The data are to be restated in full, exactly as presented.

ENTRIES PROVIDED below:

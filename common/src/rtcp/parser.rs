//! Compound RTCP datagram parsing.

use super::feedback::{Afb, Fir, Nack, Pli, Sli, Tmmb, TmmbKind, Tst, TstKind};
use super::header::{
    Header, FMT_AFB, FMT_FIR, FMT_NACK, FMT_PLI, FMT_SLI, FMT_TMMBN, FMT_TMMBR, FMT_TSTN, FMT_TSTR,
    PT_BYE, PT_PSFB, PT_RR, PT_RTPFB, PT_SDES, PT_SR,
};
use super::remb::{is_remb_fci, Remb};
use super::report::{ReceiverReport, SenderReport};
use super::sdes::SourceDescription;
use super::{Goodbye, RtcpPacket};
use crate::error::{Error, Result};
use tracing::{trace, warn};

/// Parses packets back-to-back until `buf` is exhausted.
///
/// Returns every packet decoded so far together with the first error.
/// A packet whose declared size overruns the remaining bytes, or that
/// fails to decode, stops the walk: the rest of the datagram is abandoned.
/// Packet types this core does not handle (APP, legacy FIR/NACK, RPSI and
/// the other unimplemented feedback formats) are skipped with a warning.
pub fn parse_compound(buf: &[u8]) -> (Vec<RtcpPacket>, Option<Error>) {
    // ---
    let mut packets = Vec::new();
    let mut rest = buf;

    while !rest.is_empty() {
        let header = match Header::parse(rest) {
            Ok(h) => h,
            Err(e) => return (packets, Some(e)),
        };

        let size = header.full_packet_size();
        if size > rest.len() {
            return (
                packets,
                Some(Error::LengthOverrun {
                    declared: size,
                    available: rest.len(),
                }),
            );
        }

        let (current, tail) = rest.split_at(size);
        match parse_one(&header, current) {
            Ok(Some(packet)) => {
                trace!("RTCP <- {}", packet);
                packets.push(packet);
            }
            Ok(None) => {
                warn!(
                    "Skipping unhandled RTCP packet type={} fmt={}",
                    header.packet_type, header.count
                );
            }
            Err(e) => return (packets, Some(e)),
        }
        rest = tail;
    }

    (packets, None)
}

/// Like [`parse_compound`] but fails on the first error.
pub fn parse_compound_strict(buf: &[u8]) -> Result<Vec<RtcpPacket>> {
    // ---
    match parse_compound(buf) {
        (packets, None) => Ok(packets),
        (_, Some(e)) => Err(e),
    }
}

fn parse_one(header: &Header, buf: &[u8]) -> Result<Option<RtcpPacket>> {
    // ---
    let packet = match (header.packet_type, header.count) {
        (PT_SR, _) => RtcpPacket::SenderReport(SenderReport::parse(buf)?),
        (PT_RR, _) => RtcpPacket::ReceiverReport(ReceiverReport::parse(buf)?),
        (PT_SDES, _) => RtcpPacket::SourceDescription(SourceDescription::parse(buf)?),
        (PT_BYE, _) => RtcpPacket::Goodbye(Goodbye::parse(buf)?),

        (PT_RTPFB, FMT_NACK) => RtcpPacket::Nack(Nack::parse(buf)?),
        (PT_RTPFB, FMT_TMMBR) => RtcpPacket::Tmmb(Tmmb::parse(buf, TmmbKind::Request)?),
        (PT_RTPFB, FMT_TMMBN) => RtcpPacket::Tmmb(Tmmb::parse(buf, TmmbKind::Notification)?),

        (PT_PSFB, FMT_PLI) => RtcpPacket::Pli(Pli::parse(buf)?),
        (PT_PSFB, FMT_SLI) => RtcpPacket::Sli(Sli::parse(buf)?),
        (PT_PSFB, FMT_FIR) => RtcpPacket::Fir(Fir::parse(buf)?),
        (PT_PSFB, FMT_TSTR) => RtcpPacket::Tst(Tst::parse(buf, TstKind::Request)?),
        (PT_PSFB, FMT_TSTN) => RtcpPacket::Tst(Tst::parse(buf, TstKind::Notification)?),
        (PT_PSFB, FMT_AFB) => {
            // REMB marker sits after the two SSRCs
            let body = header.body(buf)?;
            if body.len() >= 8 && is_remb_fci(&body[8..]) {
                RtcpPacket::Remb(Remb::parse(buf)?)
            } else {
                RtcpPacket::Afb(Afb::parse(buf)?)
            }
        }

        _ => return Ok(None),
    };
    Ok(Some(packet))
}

End of ENTRIES PROVIDED.

REPLY:
filename common/src/rtcp/parser.rs
//! Compound RTCP datagram parsing.

use super::feedback::{Afb, Fir, Nack, Pli, Sli, Tmmb, TmmbKind, Tst, TstKind};
use super::header::{
    Header, FMT_AFB, FMT_FIR, FMT_NACK, FMT_PLI, FMT_SLI, FMT_TMMBN, FMT_TMMBR, FMT_TSTN, FMT_TSTR,
    PT_BYE, PT_PSFB, PT_RR, PT_RTPFB, PT_SDES, PT_SR,
};
use super::remb::{is_remb_fci, Remb};
use super::report::{ReceiverReport, SenderReport};
use super::sdes::SourceDescription;
use super::{Goodbye, RtcpPacket};
use crate::error::{Error, Result};
use tracing::{trace, warn};

/// Parses packets back-to-back until `buf` is exhausted.
///
/// Returns every packet decoded so far together with the first error.
/// A packet whose declared size overruns the remaining bytes, or that
/// fails to decode, stops the walk: the rest of the datagram is abandoned.
/// Packet types this core does not handle (APP, legacy FIR/NACK, RPSI and
/// the other unimplemented feedback formats) are skipped with a warning.
pub fn parse_compound(buf: &[u8]) -> (Vec<RtcpPacket>, Option<Error>) {
    // ---
    let mut packets = Vec::new();
    let mut rest = buf;

    while !rest.is_empty() {
        let header = match Header::parse(rest) {
            Ok(h) => h,
            Err(e) => return (packets, Some(e)),
        };

        let size = header.full_packet_size();
        if size > rest.len() {
            return (
                packets,
                Some(Error::LengthOverrun {
                    declared: size,
                    available: rest.len(),
                }),
            );
        }

        let (current, tail) = rest.split_at(size);
        match parse_one(&header, current) {
            Ok(Some(packet)) => {
                trace!("RTCP <- {}", packet);
                packets.push(packet);
            }
            Ok(None) => {
                warn!(
                    "Skipping unhandled RTCP packet type={} fmt={}",
                    header.packet_type, header.count
                );
            }
            Err(e) => return (packets, Some(e)),
        }
        rest = tail;
    }

    (packets, None)
}

/// Like [`parse_compound`] but fails on the first error.
pub fn parse_compound_strict(buf: &[u8]) -> Result<Vec<RtcpPacket>> {
    // ---
    match parse_compound(buf) {
        (packets, None) => Ok(packets),
        (_, Some(e)) => Err(e),
    }
}

fn parse_one(header: &Header, buf: &[u8]) -> Result<Option<RtcpPacket>> {
    // ---
    let packet = match (header.packet_type, header.count) {
        (PT_SR, _) => RtcpPacket::SenderReport(SenderReport::parse(buf)?),
        (PT_RR, _) => RtcpPacket::ReceiverReport(ReceiverReport::parse(buf)?),
        (PT_SDES, _) => RtcpPacket::SourceDescription(SourceDescription::parse(buf)?),
        (PT_BYE, _) => RtcpPacket::Goodbye(Goodbye::parse(buf)?),

        (PT_RTPFB, FMT_NACK) => RtcpPacket::Nack(Nack::parse(buf)?),
        (PT_RTPFB, FMT_TMMBR) => RtcpPacket::Tmmb(Tmmb::parse(buf, TmmbKind::Request)?),
        (PT_RTPFB, FMT_TMMBN) => RtcpPacket::Tmmb(Tmmb::parse(buf, TmmbKind::Notification)?),

        (PT_PSFB, FMT_PLI) => RtcpPacket::Pli(Pli::parse(buf)?),
        (PT_PSFB, FMT_SLI) => RtcpPacket::Sli(Sli::parse(buf)?),
        (PT_PSFB, FMT_FIR) => RtcpPacket::Fir(Fir::parse(buf)?),
        (PT_PSFB, FMT_TSTR) => RtcpPacket::Tst(Tst::parse(buf, TstKind::Request)?),
        (PT_PSFB, FMT_TSTN) => RtcpPacket::Tst(Tst::parse(buf, TstKind::Notification)?),
        (PT_PSFB, FMT_AFB) => {
            // REMB marker sits after the two SSRCs
            let body = header.body(buf)?;
            if body.len() >= 8 && is_remb_fci(&body[8..]) {
                RtcpPacket::Remb(Remb::parse(buf)?)
            } else {
                RtcpPacket::Afb(Afb::parse(buf)?)
            }
        }

        _ => return Ok(None),
    };
    Ok(Some(packet))
}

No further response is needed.